Cory was the youngest of the eight children that Cory Oscar and Mary Etta had. Cory was just a young boy when Cory Oscar ran off and started another family with another woman. So Cory pretty much grew up in a single-parent home, but his mother was a strong, capable, and determined woman.
“I went to school through the eighth grade,” Cory said, “and then I had to quit and get a job and help Mom. I only made $3.00 a week during the Depression. The worst part about it was, my mother and I had to live and pay rent all winter on that $3.00. She worked at the mill, but she didn’t make any more than enough to get us some beans and gravy.”
Despite the poor example set by his father, Cory grew up to be a responsible family man and father. He worked as a milkman and then as a used-car salesman.
My mother was his oldest daughter of three children. My father was in the army and stationed overseas when my mother was due to deliver my oldest sister. When the time came to go to the hospital, my grandfather took her, and then sent a telegram to my father in Germany.
He and my grandmother held a Christmas party every year for their three children, grandchildren, and eventually great-grandchildren. During these events, my grandfather wandered around the room snapping photographs with his latest toy, a Polaroid camera. He loved auctions and had a garage full of trinkets and boxes of stuff he had bought. Neighbors used to come to him if they needed a cork, or some little random thing. He gave me a brass floor lamp one time after I was rattling around in the garage with him. In later years, when he played checkers with my little boys, he refused to just let them win. He said when they won, they would know they deserved to win.

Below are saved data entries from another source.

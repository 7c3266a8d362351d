//! User-facing PM commands (spec.md §6). Every handler takes the shared
//! [`DispatchContext`] plus the parsed [`Invocation`] and returns a
//! [`CommandReply`] or a [`DispatchError`].

use chrono::{Datelike, Utc};
use economy_core::keys::AccountKey;
use economy_ledger::ProgressionRepo;

use crate::commands::{CommandReply, Invocation};
use crate::context::DispatchContext;
use crate::error::DispatchError;

pub const HELP_TEXT: &str = "commands: balance, rewards, history, rank, profile, achievements, \
top [earners|rich|lifetime|ranks], search <query>, queue/playnext/forcenow <id>, tip @user <amount>, \
shop, buy <item> [value], fortune, spin [wager], flip <wager>, challenge @user <wager>, accept, decline, \
gambling, bounty <amount> \"<description>\", bounties, events";

pub async fn help(_ctx: &DispatchContext, _inv: &Invocation) -> Result<CommandReply, DispatchError> {
    Ok(CommandReply::pm(HELP_TEXT))
}

pub async fn balance(ctx: &DispatchContext, inv: &Invocation) -> Result<CommandReply, DispatchError> {
    let key = AccountKey::new(&inv.username, &inv.channel);
    let account = ctx.ledger.get_or_create_account(&key).await?;
    let currency = ctx.config.current().currency.name.clone();
    Ok(CommandReply::pm(format!("balance: {} {currency}", account.balance)))
}

pub async fn rewards(ctx: &DispatchContext, _inv: &Invocation) -> Result<CommandReply, DispatchError> {
    let config = ctx.config.current();
    let mut lines = Vec::new();
    if config.chat_triggers.long_message.enabled {
        lines.push(format!("long message: +{}", config.chat_triggers.long_message.reward));
    }
    if config.chat_triggers.first_message_of_day.enabled {
        lines.push(format!("first message of day: +{}", config.chat_triggers.first_message_of_day.reward));
    }
    if config.content_triggers.like_current.enabled {
        lines.push(format!("liking current media: +{}", config.content_triggers.like_current.reward));
    }
    if config.social_triggers.greeted_newcomer.enabled {
        lines.push(format!("greeting a newcomer: +{}", config.social_triggers.greeted_newcomer.reward));
    }
    if lines.is_empty() {
        lines.push("no earning triggers are currently active".to_string());
    }
    Ok(CommandReply::pm(lines.join(" | ")))
}

pub async fn history(ctx: &DispatchContext, inv: &Invocation) -> Result<CommandReply, DispatchError> {
    let limit = inv.args.first().and_then(|a| a.parse::<i64>().ok()).unwrap_or(10).clamp(1, 25);
    let rows = ctx.ledger.list_transactions(&inv.username, &inv.channel, limit).await?;
    if rows.is_empty() {
        return Ok(CommandReply::pm("no transactions yet"));
    }
    let lines: Vec<String> = rows.iter().map(|t| format!("{:+} {} ({})", t.amount, t.reason, t.tx_type)).collect();
    Ok(CommandReply::pm(lines.join(" | ")))
}

pub async fn rank(ctx: &DispatchContext, inv: &Invocation) -> Result<CommandReply, DispatchError> {
    let key = AccountKey::new(&inv.username, &inv.channel);
    let account = ctx.ledger.get_or_create_account(&key).await?;
    let tiers = &ctx.config.current().ranks.tiers;
    let tier = ProgressionRepo::resolve_rank(tiers, account.lifetime_earned);
    match tier {
        Some(t) => Ok(CommandReply::pm(format!(
            "rank: {} (lifetime earned: {}, next discount: {:.0}%)",
            t.label, account.lifetime_earned, t.discount_percent
        ))),
        None => Ok(CommandReply::pm(format!("rank: newcomer (lifetime earned: {})", account.lifetime_earned))),
    }
}

pub async fn profile(ctx: &DispatchContext, inv: &Invocation) -> Result<CommandReply, DispatchError> {
    let key = AccountKey::new(&inv.username, &inv.channel);
    let account = ctx.ledger.get_or_create_account(&key).await?;
    let streak = ctx.streaks.get(&inv.username, &inv.channel).await?;
    Ok(CommandReply::pm(format!(
        "{}: balance {}, lifetime earned {}, lifetime spent {}, streak {} day(s)",
        account.username, account.balance, account.lifetime_earned, account.lifetime_spent, streak.current_streak
    )))
}

pub async fn achievements(ctx: &DispatchContext, inv: &Invocation) -> Result<CommandReply, DispatchError> {
    let key = AccountKey::new(&inv.username, &inv.channel);
    let earned = ctx.progression.list_achievements(&key).await?;
    if earned.is_empty() {
        return Ok(CommandReply::pm("no achievements yet"));
    }
    Ok(CommandReply::pm(earned.join(", ")))
}

pub async fn top(ctx: &DispatchContext, inv: &Invocation) -> Result<CommandReply, DispatchError> {
    let kind = inv.args.first().map(|s| s.as_str()).unwrap_or("earners");
    let rows = match kind {
        "rich" => ctx.ledger.top_by_balance(&inv.channel, 10).await?,
        "lifetime" => ctx.ledger.top_by_lifetime_earned(&inv.channel, 10).await?,
        "ranks" => {
            let ranks = ctx.ledger.rank_distribution(&inv.channel).await?;
            let lines: Vec<String> = ranks.iter().map(|r| format!("{}: {}", r.rank_label, r.count)).collect();
            return Ok(CommandReply::pm(if lines.is_empty() { "no data yet".to_string() } else { lines.join(" | ") }));
        }
        _ => ctx.ledger.top_earners_over_days(&inv.channel, 7, 10).await?,
    };
    if rows.is_empty() {
        return Ok(CommandReply::pm("no data yet"));
    }
    let lines: Vec<String> = rows
        .iter()
        .enumerate()
        .map(|(i, row)| format!("{}. {} — {}", i + 1, row.username, row.value))
        .collect();
    Ok(CommandReply::pm(lines.join(" | ")))
}

pub async fn search(ctx: &DispatchContext, inv: &Invocation) -> Result<CommandReply, DispatchError> {
    if inv.args.is_empty() {
        return Ok(CommandReply::pm("usage: search <query>"));
    }
    let query = inv.args.join(" ");
    let results = ctx.media.search(&query).await.map_err(|e| DispatchError::Config(e.to_string()))?;
    if results.is_empty() {
        return Ok(CommandReply::pm("no results"));
    }
    let lines: Vec<String> = results.iter().take(5).map(|r| format!("{} ({})", r.title, r.id)).collect();
    Ok(CommandReply::pm(lines.join(" | ")))
}

async fn queue_like(ctx: &DispatchContext, inv: &Invocation, tier_arg_index: usize, play_next: bool) -> Result<CommandReply, DispatchError> {
    let config = ctx.config.current();
    let Some(media_id) = inv.args.first() else {
        return Ok(CommandReply::pm("usage: queue <media id>"));
    };
    let tier_id = config
        .spending
        .queue_tiers
        .get(tier_arg_index)
        .map(|t| t.id.clone())
        .unwrap_or_default();
    let cost = ctx
        .queue
        .enqueue(&config.spending, &config.ranks, &inv.channel, &inv.username, &tier_id, media_id, play_next)
        .await?;
    Ok(CommandReply::pm(format!("queued for {cost} {}", config.currency.name)))
}

pub async fn queue(ctx: &DispatchContext, inv: &Invocation) -> Result<CommandReply, DispatchError> {
    queue_like(ctx, inv, 0, false).await
}

pub async fn playnext(ctx: &DispatchContext, inv: &Invocation) -> Result<CommandReply, DispatchError> {
    queue_like(ctx, inv, 0, true).await
}

/// `forcenow` maps onto the same front-of-queue collaborator call as
/// `playnext`; the queue collaborator interface has no separate
/// immediate-play verb.
pub async fn forcenow(ctx: &DispatchContext, inv: &Invocation) -> Result<CommandReply, DispatchError> {
    queue_like(ctx, inv, 0, true).await
}

pub async fn tip(ctx: &DispatchContext, inv: &Invocation) -> Result<CommandReply, DispatchError> {
    let config = ctx.config.current();
    let (Some(recipient), Some(amount_str)) = (inv.args.first(), inv.args.get(1)) else {
        return Ok(CommandReply::pm("usage: tip @user <amount>"));
    };
    let recipient = recipient.trim_start_matches('@');
    let Ok(amount) = amount_str.parse::<i64>() else {
        return Ok(CommandReply::pm("amount must be a whole number"));
    };
    ctx.tip.tip(&config.tipping, &inv.channel, &inv.username, recipient, amount).await?;
    Ok(CommandReply::pm(format!("tipped {recipient} {amount} {}", config.currency.name)))
}

pub async fn shop(ctx: &DispatchContext, _inv: &Invocation) -> Result<CommandReply, DispatchError> {
    let config = ctx.config.current();
    if config.vanity_shop.items.is_empty() {
        return Ok(CommandReply::pm("the shop is empty"));
    }
    let lines: Vec<String> = config.vanity_shop.items.iter().map(|i| format!("{} ({}): {}", i.id, i.kind, i.cost)).collect();
    Ok(CommandReply::pm(lines.join(" | ")))
}

pub async fn buy(ctx: &DispatchContext, inv: &Invocation) -> Result<CommandReply, DispatchError> {
    let config = ctx.config.current();
    let Some(item_id) = inv.args.first() else {
        return Ok(CommandReply::pm("usage: buy <item> [value]"));
    };
    let value = inv.args.get(1).cloned();
    ctx.vanity.buy(&config.vanity_shop, &inv.username, &inv.channel, item_id, value).await?;
    Ok(CommandReply::pm(format!("purchased {item_id}")))
}

const FORTUNES: &[&str] = &[
    "a quiet stream today, a loud one tomorrow.",
    "your next tip will land exactly when you need it.",
    "the queue favors the patient.",
    "luck follows whoever helps a newcomer.",
];

pub async fn fortune(_ctx: &DispatchContext, inv: &Invocation) -> Result<CommandReply, DispatchError> {
    let index = (inv.username.bytes().map(|b| b as usize).sum::<usize>() + Utc::now().ordinal0() as usize) % FORTUNES.len();
    Ok(CommandReply::pm(FORTUNES[index]))
}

In 1992 we celebrated Thanksgiving at the home of one of my cousins in Piqua, Ohio. I had all four of our children by then. Our youngest was one year old. So I might have been distracted and my memories aren’t very clear. I remember only a few things from that Thanksgiving. I remember sitting on a sofa in a small, dim room, so characteristic of many of the homes in that small town. I remember somebody brought oyster dressing for the meal, because I’d never had it before. And I remember as we were leaving, watching my grandfather, wearing his overcoat and dress hat with my grandmother holding on to his arm, shuffling slowly down the steps, and across the sidewalk to his car.
I never saw him again.
Today I am thankful for all the men and women who came before me, who sometimes persevered in less than the best of circumstances, and who had perhaps a large, or even only a small part in making me who I am.
I am thankful for all the men and women who will come after me, and in whom some small part of me may live on.